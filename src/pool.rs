use tracing::debug;

use crate::error::Result;
use crate::range::{make_range, RangeSpec};
use crate::worker::Worker;
use crate::Int;

/// Fixed set of workers, one per pre-computed partition.
///
/// Partitions are generated up front and moved into their threads, so there is
/// no shared queue and nothing to synchronize while filtering. Dropping the
/// pool joins any worker that was not joined explicitly.
pub struct PartitionPool {
    workers: Vec<Worker>,
}

impl PartitionPool {
    pub fn spawn(partitions: &[RangeSpec]) -> Result<PartitionPool> {
        let mut workers = Vec::with_capacity(partitions.len());

        for (id, spec) in partitions.iter().enumerate() {
            let values = make_range(*spec)?;
            debug!(
                worker = id,
                start = spec.start,
                step = spec.step,
                len = values.len(),
                "spawning worker"
            );
            workers.push(Worker::spawn(id, values)?);
        }

        Ok(PartitionPool { workers })
    }

    /// Wraps already spawned workers.
    pub fn from_workers(workers: Vec<Worker>) -> PartitionPool {
        PartitionPool { workers }
    }

    pub fn size(&self) -> usize {
        self.workers.len()
    }

    /// Blocks until every worker has finished and returns their partitions in
    /// worker order. Every thread is joined even when one of them panicked; the
    /// first failure is returned.
    pub fn join(mut self) -> Result<Vec<Vec<Int>>> {
        let mut parts = Vec::with_capacity(self.workers.len());
        let mut failure = None;

        for worker in &mut self.workers {
            match worker.join() {
                Ok(part) => parts.push(part),
                Err(e) => {
                    if failure.is_none() {
                        failure = Some(e);
                    }
                }
            }
        }

        match failure {
            Some(e) => Err(e),
            None => Ok(parts),
        }
    }
}

#[cfg(test)]
mod tests {
    use super::*;
    use crate::error::BenchError;

    #[test]
    fn joins_partitions_in_worker_order() {
        let partitions = [RangeSpec::new(1, 12, 2), RangeSpec::new(2, 12, 2)];
        let pool = PartitionPool::spawn(&partitions).unwrap();
        assert_eq!(pool.size(), 2);
        let parts = pool.join().unwrap();
        assert_eq!(parts, vec![vec![3, 5, 7, 11], vec![2]]);
    }

    #[test]
    fn zero_step_partition_fails_before_spawning() {
        let partitions = [RangeSpec::new(1, 12, 0)];
        assert!(matches!(
            PartitionPool::spawn(&partitions),
            Err(BenchError::ZeroStep { .. })
        ));
    }

    #[test]
    fn panicked_worker_fails_the_join() {
        let workers = vec![
            Worker::spawn(0, vec![2, 3, 4]).unwrap(),
            Worker::execute(1, vec![5], |_| panic!("worker failure")).unwrap(),
        ];
        let err = PartitionPool::from_workers(workers).join().unwrap_err();
        assert!(matches!(err, BenchError::WorkerPanicked { id: 1 }));
    }

    #[test]
    fn dropping_unjoined_pool_waits_for_workers() {
        let pool = PartitionPool::spawn(&[RangeSpec::new(0, 1000, 1)]).unwrap();
        drop(pool);
    }
}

··········

Give back exactly the material above from its opening line to the line bearing "for (id, spec)".

filename src/pool.rs
use tracing::debug;

use crate::error::Result;
use crate::range::{make_range, RangeSpec};
use crate::worker::Worker;
use crate::Int;

/// Fixed set of workers, one per pre-computed partition.
///
/// Partitions are generated up front and moved into their threads, so there is
/// no shared queue and nothing to synchronize while filtering. Dropping the
/// pool joins any worker that was not joined explicitly.
pub struct PartitionPool {
    workers: Vec<Worker>,
}

impl PartitionPool {
    pub fn spawn(partitions: &[RangeSpec]) -> Result<PartitionPool> {
        let mut workers = Vec::with_capacity(partitions.len());

        for (id, spec) in partitions.iter().enumerate() {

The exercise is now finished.